═════ AVAILABLE DATA
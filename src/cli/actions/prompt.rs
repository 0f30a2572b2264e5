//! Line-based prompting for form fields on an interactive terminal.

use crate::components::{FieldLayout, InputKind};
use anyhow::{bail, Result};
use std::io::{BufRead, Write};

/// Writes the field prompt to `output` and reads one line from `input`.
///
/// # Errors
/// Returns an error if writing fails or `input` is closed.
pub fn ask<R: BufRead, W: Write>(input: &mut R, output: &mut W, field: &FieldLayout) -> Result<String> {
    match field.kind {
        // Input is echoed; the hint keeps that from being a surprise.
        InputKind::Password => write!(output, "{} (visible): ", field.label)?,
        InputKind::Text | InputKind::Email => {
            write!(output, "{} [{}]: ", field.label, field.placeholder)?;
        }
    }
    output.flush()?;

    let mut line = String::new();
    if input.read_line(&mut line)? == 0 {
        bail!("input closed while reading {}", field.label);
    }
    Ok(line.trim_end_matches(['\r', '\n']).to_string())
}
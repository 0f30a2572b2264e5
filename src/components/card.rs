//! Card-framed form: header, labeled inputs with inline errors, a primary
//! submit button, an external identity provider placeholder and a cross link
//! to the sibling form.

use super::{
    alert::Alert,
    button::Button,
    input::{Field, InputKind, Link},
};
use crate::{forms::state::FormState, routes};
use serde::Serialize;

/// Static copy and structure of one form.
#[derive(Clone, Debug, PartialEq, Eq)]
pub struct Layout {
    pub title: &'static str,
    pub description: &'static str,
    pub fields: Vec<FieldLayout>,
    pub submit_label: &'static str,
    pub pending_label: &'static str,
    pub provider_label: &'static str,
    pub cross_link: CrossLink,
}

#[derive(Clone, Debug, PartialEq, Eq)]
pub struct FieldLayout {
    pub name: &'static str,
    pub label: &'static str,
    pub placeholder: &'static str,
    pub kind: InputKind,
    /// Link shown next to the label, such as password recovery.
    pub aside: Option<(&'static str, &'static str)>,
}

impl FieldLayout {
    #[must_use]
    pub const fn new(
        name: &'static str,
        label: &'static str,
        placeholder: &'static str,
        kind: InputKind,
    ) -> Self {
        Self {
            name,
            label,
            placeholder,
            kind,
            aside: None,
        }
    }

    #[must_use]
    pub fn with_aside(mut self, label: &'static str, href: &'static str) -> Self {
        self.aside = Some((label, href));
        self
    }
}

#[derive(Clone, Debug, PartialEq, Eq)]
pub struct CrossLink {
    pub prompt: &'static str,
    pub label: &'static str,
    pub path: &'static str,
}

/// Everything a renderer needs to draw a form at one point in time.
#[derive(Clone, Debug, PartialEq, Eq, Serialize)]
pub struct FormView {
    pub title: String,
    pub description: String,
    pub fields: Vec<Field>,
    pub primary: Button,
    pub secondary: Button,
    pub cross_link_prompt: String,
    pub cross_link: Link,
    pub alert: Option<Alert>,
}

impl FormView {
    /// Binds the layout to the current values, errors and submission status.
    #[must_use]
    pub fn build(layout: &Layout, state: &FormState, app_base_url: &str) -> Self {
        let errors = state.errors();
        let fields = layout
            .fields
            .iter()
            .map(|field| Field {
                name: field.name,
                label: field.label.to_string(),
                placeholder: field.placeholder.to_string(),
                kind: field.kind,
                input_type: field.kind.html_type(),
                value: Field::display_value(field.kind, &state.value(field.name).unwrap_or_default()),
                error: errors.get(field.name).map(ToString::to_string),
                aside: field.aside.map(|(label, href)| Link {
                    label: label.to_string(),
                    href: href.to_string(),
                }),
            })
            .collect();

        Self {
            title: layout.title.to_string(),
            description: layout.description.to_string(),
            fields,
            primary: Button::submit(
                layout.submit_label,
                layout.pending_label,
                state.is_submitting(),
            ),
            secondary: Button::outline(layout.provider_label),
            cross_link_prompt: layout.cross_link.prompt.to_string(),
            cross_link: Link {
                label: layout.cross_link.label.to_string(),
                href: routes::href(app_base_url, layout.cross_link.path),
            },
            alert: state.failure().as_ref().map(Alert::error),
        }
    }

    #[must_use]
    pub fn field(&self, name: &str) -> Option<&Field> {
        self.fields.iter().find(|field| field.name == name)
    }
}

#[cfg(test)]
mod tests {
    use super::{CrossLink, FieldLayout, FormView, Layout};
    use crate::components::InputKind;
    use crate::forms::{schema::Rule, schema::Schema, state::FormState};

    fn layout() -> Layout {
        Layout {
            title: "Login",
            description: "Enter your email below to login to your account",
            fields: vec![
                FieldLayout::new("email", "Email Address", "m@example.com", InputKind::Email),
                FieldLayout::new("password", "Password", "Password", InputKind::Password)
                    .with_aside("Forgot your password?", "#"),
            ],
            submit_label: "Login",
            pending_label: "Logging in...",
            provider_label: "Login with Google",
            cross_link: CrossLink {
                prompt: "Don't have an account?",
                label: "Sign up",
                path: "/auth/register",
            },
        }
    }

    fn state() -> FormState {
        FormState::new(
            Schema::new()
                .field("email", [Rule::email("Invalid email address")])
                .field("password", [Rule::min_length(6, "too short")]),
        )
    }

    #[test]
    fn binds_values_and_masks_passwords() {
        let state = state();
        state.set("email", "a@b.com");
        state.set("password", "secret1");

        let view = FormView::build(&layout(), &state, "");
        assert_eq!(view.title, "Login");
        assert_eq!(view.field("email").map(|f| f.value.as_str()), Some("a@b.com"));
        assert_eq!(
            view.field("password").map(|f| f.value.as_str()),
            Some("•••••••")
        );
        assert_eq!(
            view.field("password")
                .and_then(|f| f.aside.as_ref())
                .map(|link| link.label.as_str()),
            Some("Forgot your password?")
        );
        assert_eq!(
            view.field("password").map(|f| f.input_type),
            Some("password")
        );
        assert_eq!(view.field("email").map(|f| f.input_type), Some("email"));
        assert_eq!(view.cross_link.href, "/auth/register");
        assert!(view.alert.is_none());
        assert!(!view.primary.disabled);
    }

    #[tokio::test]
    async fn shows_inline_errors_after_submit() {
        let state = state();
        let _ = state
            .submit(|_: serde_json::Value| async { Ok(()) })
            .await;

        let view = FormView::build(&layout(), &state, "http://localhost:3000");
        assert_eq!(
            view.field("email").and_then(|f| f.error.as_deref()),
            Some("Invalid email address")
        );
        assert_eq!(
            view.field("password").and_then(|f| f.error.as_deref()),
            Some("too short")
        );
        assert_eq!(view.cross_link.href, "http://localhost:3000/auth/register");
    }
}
══════════
▶ _YOUR TASK_
Only lines that contain the string "super" count; pick each one out of the records and copy it.

▶ _RESPONSE_
use super::{
    use super::{CrossLink, FieldLayout, FormView, Layout};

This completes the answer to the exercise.